The Pritzker Architecture Prize has been awarded to Diébédo Francis Kéré, a Berlin-based architect, educator and social activist, for a craft that is “sustainable to the earth and its inhabitants in lands of extreme scarcity," especially in Africa and his native Burkina Faso, organizers said Tuesday.
“He is equally architect and servant, improving upon the lives and experiences of countless citizens in a region of the world that is at times forgotten,” said Tom Pritzker in announcing this year’s prize, seen as the highest honor in the field, to Kéré, a citizen of both Burkina Faso and Germany.

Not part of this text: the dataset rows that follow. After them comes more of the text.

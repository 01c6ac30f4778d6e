// service/payout_service.rs
use std::sync::Arc;
use tokio::time::{sleep, Duration};
use uuid::Uuid;

use crate::{
    config::Config,
    db::{bookingdb::BookingExt, db::DBClient, marketdb::MarketExt, paymentdb::PaymentExt},
    models::{
        bookingmodel::{Booking, BookingStatus},
        paymentmodel::{Payment, PaymentStatus, Payout, PayoutStatus},
    },
    service::{
        error::{ensure_payout_edge, ServiceError},
        notification_service::NotificationService,
        payment_provider::PaymentProviderService,
    },
    utils::references::payout_reference,
};

/// Moves escrowed funds to the provider once release has been approved.
/// Transfers use a payment-derived reference so the gateway deduplicates
/// retries; attempts are bounded and failures stay on the payout row for
/// the retry job and the operator queue.
pub struct PayoutService {
    db_client: Arc<DBClient>,
    provider: Arc<PaymentProviderService>,
    notification_service: Arc<NotificationService>,
    max_attempts: i32,
    retry_backoff: Duration,
}

impl PayoutService {
    pub fn new(
        db_client: Arc<DBClient>,
        provider: Arc<PaymentProviderService>,
        notification_service: Arc<NotificationService>,
        config: &Config,
    ) -> Self {
        Self {
            db_client,
            provider,
            notification_service,
            max_attempts: config.payout_max_attempts,
            retry_backoff: Duration::from_secs(config.payout_retry_backoff_secs),
        }
    }

    /// Invoked by the Escrow Manager after a payment enters
    /// processing-release. Safe to re-invoke: the payout row is unique per
    /// payment and a completed payout only re-runs finalization.
    pub async fn dispatch(&self, payment_id: Uuid) -> Result<Payout, ServiceError> {
        let payment = self
            .db_client
            .get_payment_by_id(payment_id)
            .await?
            .ok_or(ServiceError::PaymentNotFound(payment_id))?;

        if payment.status != PaymentStatus::ProcessingRelease {
            return Err(ServiceError::Precondition(format!(
                "Payment {} is {}, expected processing_release",
                payment.id,
                payment.status.to_str()
            )));
        }

        let booking = self
            .db_client
            .get_booking_by_id(payment.booking_id)
            .await?
            .ok_or(ServiceError::BookingNotFound(payment.booking_id))?;

        let payout = self
            .db_client
            .create_payout(
                payment.id,
                booking.provider_id,
                payment.escrow_amount.clone(),
                payout_reference(payment.id),
            )
            .await?;

        match payout.status {
            PayoutStatus::Completed => {
                // A previous dispatch already transferred the funds; make
                // sure payment and booking caught up.
                self.finalize(&payment, &booking, &payout).await?;
                return Ok(payout);
            }
            PayoutStatus::Processing => {
                return Err(ServiceError::Precondition(format!(
                    "Payout {} is already being dispatched",
                    payout.id
                )));
            }
            PayoutStatus::Failed => {
                return Err(ServiceError::Precondition(format!(
                    "Payout {} has failed; reset it via retry",
                    payout.id
                )));
            }
            PayoutStatus::Pending => {}
        }

        let payout = self
            .db_client
            .transition_payout(payout.id, PayoutStatus::Pending, PayoutStatus::Processing)
            .await?
            .ok_or_else(|| {
                ServiceError::Precondition("Payout was picked up by another dispatcher".to_string())
            })?;

        let recipient_code = match self.ensure_recipient(&booking).await {
            Ok(code) => code,
            Err(err) => {
                self.mark_failed(&booking, &payout, err.to_string()).await?;
                return Err(err);
            }
        };

        for attempt in 1..=self.max_attempts {
            match self
                .provider
                .initiate_transfer(
                    &recipient_code,
                    &payout.amount,
                    &payout.reference,
                    "Escrow release",
                )
                .await
            {
                Ok(transfer) => {
                    let payout = self
                        .db_client
                        .complete_payout(payout.id, transfer.transfer_code)
                        .await?
                        .ok_or_else(|| {
                            ServiceError::Consistency(format!(
                                "Payout {} left processing during transfer",
                                payout.id
                            ))
                        })?;

                    self.finalize(&payment, &booking, &payout).await?;
                    tracing::info!(
                        payout_id = %payout.id,
                        payment_id = %payment.id,
                        "payout completed after {} attempt(s)",
                        attempt
                    );
                    return Ok(payout);
                }
                Err(err) => {
                    tracing::warn!(
                        payout_id = %payout.id,
                        "transfer attempt {}/{} failed: {}",
                        attempt,
                        self.max_attempts,
                        err
                    );
                    self.db_client
                        .record_payout_attempt(payout.id, err.to_string())
                        .await?;

                    if attempt < self.max_attempts {
                        sleep(self.retry_backoff * attempt as u32).await;
                    }
                }
            }
        }

        self.mark_failed(
            &booking,
            &payout,
            format!("Transfer failed after {} attempts", self.max_attempts),
        )
        .await?;

        Err(ServiceError::ExternalService(format!(
            "Payout {} failed after {} transfer attempts",
            payout.id, self.max_attempts
        )))
    }

    /// Manual or scheduled retry of a failed payout. Re-arms the row and
    /// re-dispatches with the original transfer reference.
    pub async fn retry_failed(&self, payout_id: Uuid) -> Result<Payout, ServiceError> {
        let payout = self
            .db_client
            .get_payout_by_id(payout_id)
            .await?
            .ok_or(ServiceError::PayoutNotFound(payout_id))?;

        ensure_payout_edge(payout.status, PayoutStatus::Pending)?;

        self.db_client
            .transition_payout(payout.id, PayoutStatus::Failed, PayoutStatus::Pending)
            .await?
            .ok_or_else(|| {
                ServiceError::Precondition("Payout is no longer in a failed state".to_string())
            })?;

        self.dispatch(payout.payment_id).await
    }

    /// Resolve the provider's transfer recipient, creating and caching it on
    /// first use.
    async fn ensure_recipient(&self, booking: &Booking) -> Result<String, ServiceError> {
        let profile = self
            .db_client
            .get_provider_profile(booking.provider_id)
            .await?
            .ok_or(ServiceError::ProviderProfileNotFound(booking.provider_id))?;

        if let Some(code) = profile.recipient_code.clone() {
            return Ok(code);
        }

        if !profile.has_payout_account() {
            return Err(ServiceError::Precondition(format!(
                "Provider {} has no registered payout account",
                booking.provider_id
            )));
        }

        let account_number = profile.account_number.as_deref().unwrap_or_default();
        let bank_code = profile.bank_code.as_deref().unwrap_or_default();
        let name = profile
            .account_name
            .as_deref()
            .unwrap_or(&profile.display_name);

        let code = self
            .provider
            .create_transfer_recipient(name, account_number, bank_code)
            .await
            .map_err(|e| ServiceError::ExternalService(e.to_string()))?;

        self.db_client
            .set_provider_recipient_code(booking.provider_id, code.clone())
            .await?;

        Ok(code)
    }

    /// Promote payment and booking after the transfer went through. Each
    /// step is conditional, so a finalization replay changes nothing.
    async fn finalize(
        &self,
        payment: &Payment,
        booking: &Booking,
        payout: &Payout,
    ) -> Result<(), ServiceError> {
        if self
            .db_client
            .transition_payment(
                payment.id,
                PaymentStatus::ProcessingRelease,
                PaymentStatus::Released,
            )
            .await?
            .is_none()
        {
            tracing::debug!(payment_id = %payment.id, "payment already released");
        }

        if self
            .db_client
            .transition_booking(
                booking.id,
                BookingStatus::AwaitingConfirmation,
                BookingStatus::Completed,
            )
            .await?
            .is_none()
        {
            tracing::debug!(booking_id = %booking.id, "booking already completed");
        }

        if let Err(e) = self
            .notification_service
            .notify_payout_completed(booking, payout)
            .await
        {
            tracing::warn!("payout notification failed: {}", e);
        }

        Ok(())
    }

    async fn mark_failed(
        &self,
        booking: &Booking,
        payout: &Payout,
        reason: String,
    ) -> Result<(), ServiceError> {
        self.db_client
            .transition_payout(payout.id, PayoutStatus::Processing, PayoutStatus::Failed)
            .await?;

        // Operator queue: the payment stays in processing_release until a
        // retry succeeds or an operator intervenes.
        tracing::error!(
            payout_id = %payout.id,
            payment_id = %payout.payment_id,
            "payout marked failed: {}",
            reason
        );

        if let Err(e) = self
            .notification_service
            .notify_payout_failed(booking, payout)
            .await
        {
            tracing::warn!("payout failure notification failed: {}", e);
        }

        Ok(())
    }
}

Pritzker is chairman of the Hyatt Foundation, which sponsors the award.
In comments to The Associated Press, Kéré, 56, said he had always "wanted to create spaces that give people a sense of comfort and can inspire them.
“At a time when the pandemic has made our codependency very clear and we are also facing increasing conflicts around diminishing resources, it humbles me that my approach is spotlighted with such an honor,” he said. “It gives me great hope to firsthand experience that no matter how seemingly small and remote your start, you can go beyond what you ever thought possible.”
Most of Kéré’s built works are in Africa, in countries including Benin, Burkino Faso, Mali, Kenya, Mozambique, Togo and Sudan. He has also designed pavilions or installations in Denmark, Germany, Italy, Switzerland, the United Kingdom and the United States, organizers said.
“Over and over, he has, in a sense returned to his roots,” the foundation said. “He has drawn from his European architectural formation and work, combining them with the traditions, needs and customs of his country."
The architect told The AP that “I started where I was born, and where population growth is a key issue and infrastructure is urgently needed. I had a duty to my people and it was important for me to use materials that are abundant and build with approaches that cause little burden to the environment. So my buildings were solution-oriented. And these solutions, I realized, were transferable across locations and time as all human-made crises are needing solutions based in sustainable thinking.”
Kéré has specialized in designs for school institutions, health facilities, civic buildings and housing. “Through his commitment to social justice and engagement, and intelligent use of local materials to connect and respond to the natural climate, he works in marginalized countries laden with constraints and adversity, where architecture and infrastructure are absent,” organizers said.
A 2001 project for the Gando Primary School in Burkina Faso, for example, was a challenge to both “fulfill an essential need and redeem social inequities.” Organizers said a dual solution was required — “a physical and contemporary design for a facility that could combat extreme heat and poor lighting conditions with limited resources, and a social resoluteness to overcome incertitude from within the community.” They said Kéré raised funds for the project internationally and created work opportunities for local citizens.
As an example of using local materials, the architect used indigenous clay fortified with cement to form bricks that were designed to retain cooler air inside while allowing heat to escape through a brick ceiling and an elevated roof — ventilation without the need for air conditioning. The project enabled the school’s student body to increase from 120 to 700 students.
“He knows, from within, that architecture is not about the object but the objective; not the product, but the process,” the jury citation read. “His buildings, for and with communities, are directly of those communities — in their making, their materials, their programs and their unique characters.”
Organizers hailed “a poetic expression of light” throughout Kéré’s works: “Rays of sun filter into buildings, courtyards and intermediary spaces, overcoming harsh midday conditions to offer places of serenity or gathering."
Another more recent campus project, at a technical school in Kenya, used local quarry stone and stacked towers to minimize air conditioning required to protect technology equipment. And at the Burkina Institute of Technology, Kéré used cooling clay walls and repurposed overhanging eucalyptus to line corrugated metal roofs, the foundation said.
He was also commissioned to build a new home for the National Assembly of Burkina Faso in Ouagadougou, after an uprising in 2014 destroyed the former structure. It has yet to be built “amidst present uncertain times,” the foundation said. The plan includes a pyramid-shaped structure to house a 127-person assembly hall in the interior and enable informal congregation on the exterior. “Enabling new views, physically and metaphorically, this is one piece to a greater master plan, envisioned to include indigenous flora, exhibition spaces, courtyards, and a monument to those who lost their lives in protest of the old regime,” the foundation said.
Kéré is the 51st Laureate of the Pritzker Architecture Prize, established in 1979 by the late entrepreneur Jay A. Pritzker and his wife, Cindy. Winners receive a $100,000 grant and a bronze medallion.